Like always the signal said red again... another stop at the same signal...

 

and I swore.

 

But what was the point!!!

 

There was no point at all.... except that I was late to wherever I was going.

 

Is there a purpose at all to what I am doing? What is this life that leads nowhere?

But who cares really….

 

There was a whole lot of dump in my  inbox and I was expected to go through all the ppts and pdfs and word docs etc etc, to finally decide what was relevant and then make another ppt that would contain –‘not more than 12 slides including ‘Thank you’’ - which should say it all.

 

Sounds easy – Eh?


 

The client didn’t even care to delete a brief that was given to a PR agency for an event that never happened….. and I was supposed to finish reading the entire junk and present the 12 slides ppt at 12.00 noon.

 

would I be able to accomplish my mission impossible?

 

And at that moment of I-have-to-get-the-job-done determined thought and contemplation, I failed to remember if I locked the door to my apartment. Forgetfulness.

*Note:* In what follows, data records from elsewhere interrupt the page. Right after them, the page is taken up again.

//! The key service: coordinator task and caller-facing handle.
//!
//! # Architecture
//!
//! ```text
//! KeyService (Clone)                 Coordinator task
//!   ├─ freshness: FreshnessIndex ──▶ (shared, written on insert/sweep)
//!   ├─ key_manager: Arc<dyn KeyManager>
//!   └─ tx: mpsc::Sender ──────────▶ ├─ cache: KeyCache
//!                                   └─ next_counter: u64
//! ```
//!
//! The coordinator is the sole writer of the cache. Commands drain strictly
//! in arrival order, so writes for the same database are totally ordered.
//! Callers touch shared state in exactly one place outside the coordinator:
//! the freshness index, consulted on the encrypt/decrypt fast path before
//! deciding whether a key manager round-trip is needed. That check is
//! advisory — a lookup racing a sweep may miss, and the caller then falls
//! back to the key manager as for any stale entry.
//!
//! Recency bumps are best-effort: a lookup past the inactivity threshold
//! enqueues a bump without waiting, and a full queue drops it.

use std::sync::Arc;
use std::time::{SystemTime, UNIX_EPOCH};

use aegis_common::{Database, DbKey, Error};
use tokio::sync::{mpsc, oneshot};
use tokio::time::{self, Duration, Instant};
use tracing::{debug, error, info, trace, warn};
use uuid::Uuid;

use crate::cache::{FreshnessIndex, KeyCache};
use crate::config::Settings;
use crate::crypto::{
    binding_aad, decrypt_value, encrypt_value, generate_value_key, unwrap_key, wrap_key,
};
use crate::envelope::Envelope;
use crate::keymgr::KeyManager;

/// Grace period for the coordinator to signal readiness at startup.
const READY_GRACE: Duration = Duration::from_secs(60);

/// Idle period after which the coordinator emits a housekeeping heartbeat.
const IDLE_HEARTBEAT: Duration = Duration::from_secs(10);

/// Depth of the coordinator command queue.
const COMMAND_QUEUE_DEPTH: usize = 1024;

/// Commands accepted by the coordinator.
enum Command {
    Insert {
        uuid: Uuid,
        db_key: DbKey,
        done: oneshot::Sender<()>,
    },
    Lookup {
        uuid: Uuid,
        reply: oneshot::Sender<Option<DbKey>>,
    },
    Bump {
        uuid: Uuid,
    },
}

/// Monotonic unix-seconds clock.
///
/// Captures the wall clock once at service start and advances it with the
/// tokio monotonic clock, so cache timestamps never jump backwards and test
/// runtimes can drive expiry with `tokio::time`.
#[derive(Clone, Copy, Debug)]
struct Clock {
    wall0: u64,
    start: Instant,
}

impl Clock {
    fn start() -> Self {
        Self {
            wall0: SystemTime::now()
                .duration_since(UNIX_EPOCH)
                .unwrap_or_default()
                .as_secs(),
            start: Instant::now(),
        }
    }

    fn now_secs(&self) -> u64 {
        self.wall0 + self.start.elapsed().as_secs()
    }
}

/// Cheaply cloneable handle to the key service.
///
/// All clones share one coordinator task; dropping the last clone closes the
/// command channel and the coordinator exits, zeroizing cached keys.
#[derive(Clone)]
pub struct KeyService {
    tx: mpsc::Sender<Command>,
    freshness: FreshnessIndex,
    key_manager: Arc<dyn KeyManager>,
    clock: Clock,
}

impl KeyService {
    /// Spawn the coordinator and return a handle once it is ready.
    ///
    /// # Errors
    ///
    /// Returns [`Error::Internal`] if the coordinator does not signal
    /// readiness within the startup grace period.
    pub async fn start(key_manager: Arc<dyn KeyManager>) -> Result<Self, Error> {
        let (tx, rx) = mpsc::channel(COMMAND_QUEUE_DEPTH);
        let freshness = FreshnessIndex::new();
        let clock = Clock::start();
        let (ready_tx, ready_rx) = oneshot::channel();

        let coordinator = Coordinator {
            rx,
            bump_tx: tx.downgrade(),
            cache: KeyCache::new(freshness.clone()),
            next_counter: 0,
            clock,
        };
        tokio::spawn(coordinator.run(ready_tx));

        match time::timeout(READY_GRACE, ready_rx).await {
            Ok(Ok(())) => {}
            _ => return Err(Error::Internal("coordinator failed to start".into())),
        }
        info!("key service started");
        Ok(Self {
            tx,
            freshness,
            key_manager,
            clock,
        })
    }

    /// Obtain a wrapping key for a newly created database and cache it.
    ///
    /// Returns `false` if the key manager refuses; the failure is logged.
    pub async fn init_db(&self, db: &Database, options: &serde_json::Value) -> bool {
        match self.key_manager.init_db(db, options).await {
            Ok(db_key) => self.install(db.uuid(), db_key).await.is_ok(),
            Err(e) => {
                warn!(db = %db.uuid(), error = %e, "key manager init_db failed");
                false
            }
        }
    }

    /// Warm the cache for an existing database.
    ///
    /// Returns `false` if the key manager refuses; the failure is logged.
    pub async fn open_db(&self, db: &Database) -> bool {
        match self.key_manager.open_db(db).await {
            Ok(db_key) => self.install(db.uuid(), db_key).await.is_ok(),
            Err(e) => {
                warn!(db = %db.uuid(), error = %e, "key manager open_db failed");
                false
            }
        }
    }

    /// Encrypt `plaintext` for `(db, logical_key)`, returning the framed
    /// ciphertext envelope.
    ///
    /// # Errors
    ///
    /// Returns [`Error::KeyManagerUnavailable`] if the database key could
    /// not be obtained, or [`Error::Internal`] on a coordinator failure.
    pub async fn encrypt(
        &self,
        db: &Database,
        logical_key: &[u8],
        plaintext: &[u8],
    ) -> Result<Vec<u8>, Error> {
        let db_key = self.db_key(db).await?;
        let value_key = generate_value_key();
        let wrapped_key = wrap_key(&db_key, &value_key)?;
        let aad = binding_aad(&db.uuid(), logical_key);
        let (ciphertext, tag) = encrypt_value(&value_key, &aad, plaintext)?;
        Ok(Envelope {
            wrapped_key,
            tag,
            ciphertext,
        }
        .to_bytes())
    }

    /// Decrypt a ciphertext envelope produced for `(db, logical_key)`.
    ///
    /// # Errors
    ///
    /// Returns [`Error::NotCiphertext`] for a malformed envelope,
    /// [`Error::DecryptionFailed`] if the envelope was produced for a
    /// different identity or under a different database key, and
    /// [`Error::KeyManagerUnavailable`] if the database key could not be
    /// obtained.
    pub async fn decrypt(
        &self,
        db: &Database,
        logical_key: &[u8],
        ciphertext: &[u8],
    ) -> Result<Vec<u8>, Error> {
        let db_key = self.db_key(db).await?;
        let envelope = Envelope::parse(ciphertext)?;
        let value_key = unwrap_key(&db_key, &envelope.wrapped_key)?;
        let aad = binding_aad(&db.uuid(), logical_key);
        decrypt_value(&value_key, &aad, &envelope.ciphertext, &envelope.tag)
    }

    /// Number of databases with a cached key.
    pub fn cached_keys(&self) -> usize {
        self.freshness.len()
    }

    /// Resolve the wrapping key for `db`: freshness-gated cache read first,
    /// key manager fallback on miss or stale.
    async fn db_key(&self, db: &Database) -> Result<DbKey, Error> {
        let uuid = db.uuid();
        if self.freshness.is_fresh(&uuid, self.clock.now_secs()) {
            if let Some(db_key) = self.lookup(uuid).await? {
                return Ok(db_key);
            }
            // Lost the race against a sweep; treat as stale.
        }
        debug!(db = %uuid, "cache miss, fetching key from key manager");
        let db_key = self
            .key_manager
            .open_db(db)
            .await
            .map_err(|e| Error::KeyManagerUnavailable(e.to_string()))?;
        self.install(uuid, db_key.clone()).await?;
        Ok(db_key)
    }

    async fn install(&self, uuid: Uuid, db_key: DbKey) -> Result<(), Error> {
        let (done, ack) = oneshot::channel();
        self.tx
            .send(Command::Insert { uuid, db_key, done })
            .await
            .map_err(|_| coordinator_gone())?;
        ack.await.map_err(|_| coordinator_gone())
    }

    async fn lookup(&self, uuid: Uuid) -> Result<Option<DbKey>, Error> {
        let (reply, rx) = oneshot::channel();
        self.tx
            .send(Command::Lookup { uuid, reply })
            .await
            .map_err(|_| coordinator_gone())?;
        rx.await.map_err(|_| coordinator_gone())
    }
}

fn coordinator_gone() -> Error {
    Error::Internal("key service coordinator is not running".into())
}

/// The coordinator task: sole owner and writer of the cache.
struct Coordinator {
    rx: mpsc::Receiver<Command>,
    /// Weak self-sender for scheduling bumps; weak so that the channel
    /// closes when the last caller handle is dropped.
    bump_tx: mpsc::WeakSender<Command>,
    cache: KeyCache,
    next_counter: u64,
    clock: Clock,
}

impl Coordinator {
    async fn run(mut self, ready: oneshot::Sender<()>) {
        let _ = ready.send(());
        let mut next_sweep = Instant::now() + self.sweep_interval();
        loop {
            tokio::select! {
                cmd = self.rx.recv() => match cmd {
                    Some(cmd) => self.apply(cmd),
                    None => break,
                },
                _ = time::sleep_until(next_sweep) => {
                    self.sweep();
                    next_sweep = Instant::now() + self.sweep_interval();
                }
                _ = time::sleep(IDLE_HEARTBEAT) => {
                    trace!(cached = self.cache.len(), "coordinator idle");
                }
            }
        }
        debug!("all handles dropped, key service coordinator exiting");
    }

    fn sweep_interval(&self) -> Duration {
        Duration::from_secs(Settings::current().cache_expiration_check_sec.max(1))
    }

    fn apply(&mut self, cmd: Command) {
        if let Err(err) = self.handle(cmd) {
            // An invariant break means a lost write or an illegal observed
            // state; the cache is transient, so die and rebuild on restart.
            error!(error = %err, "cache invariant violated, terminating coordinator");
            panic!("aegis coordinator: {err}");
        }
    }

    fn handle(&mut self, cmd: Command) -> Result<(), Error> {
        match cmd {
            Command::Insert { uuid, db_key, done } => {
                let settings = Settings::current();
                let counter = self.assign_counter();
                self.cache.insert(
                    uuid,
                    db_key,
                    counter,
                    self.clock.now_secs(),
                    settings.cache_max_age_sec,
                    settings.cache_limit,
                )?;
                let _ = done.send(());
            }
            Command::Lookup { uuid, reply } => {
                let hit = self.cache.lookup(&uuid, self.clock.now_secs());
                if hit.as_ref().is_some_and(|h| h.needs_bump) {
                    self.schedule_bump(uuid);
                }
                let _ = reply.send(hit.map(|h| h.db_key));
            }
            Command::Bump { uuid } => {
                let counter = self.assign_counter();
                self.cache.bump(&uuid, counter, self.clock.now_secs())?;
            }
        }
        Ok(())
    }

    fn sweep(&mut self) {
        match self.cache.sweep_expired(self.clock.now_secs()) {
            Ok(0) => {}
            Ok(removed) => debug!(removed, "swept expired database keys"),
            Err(err) => {
                error!(error = %err, "cache invariant violated, terminating coordinator");
                panic!("aegis coordinator: {err}");
            }
        }
    }

    /// Enqueue a best-effort recency bump. A full queue or a closing
    /// channel drops it; the next inactive lookup reschedules.
    fn schedule_bump(&self, uuid: Uuid) {
        if let Some(tx) = self.bump_tx.upgrade() {
            let _ = tx.try_send(Command::Bump { uuid });
        }
    }

    fn assign_counter(&mut self) -> u64 {
        self.next_counter += 1;
        self.next_counter
    }
}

Maybe it was the age.

 

Calling my neighbor for help was the sole intelligent option.

 

Finding my mobile phone in my large all-in-one bag full of things, I don't remember why I put them in, in the first place, was another huge hurdle.

 

Just as I triumphantly located my cell phone among all the pens, papers, some unwashed handkerchief, old throw able lip guards and body lotions, combs – which I never find when I am actually looking for it, umbrella and a whole lot of other junks when I was rudely jolted out of my world with the sudden and loud honking, cursing and swearing.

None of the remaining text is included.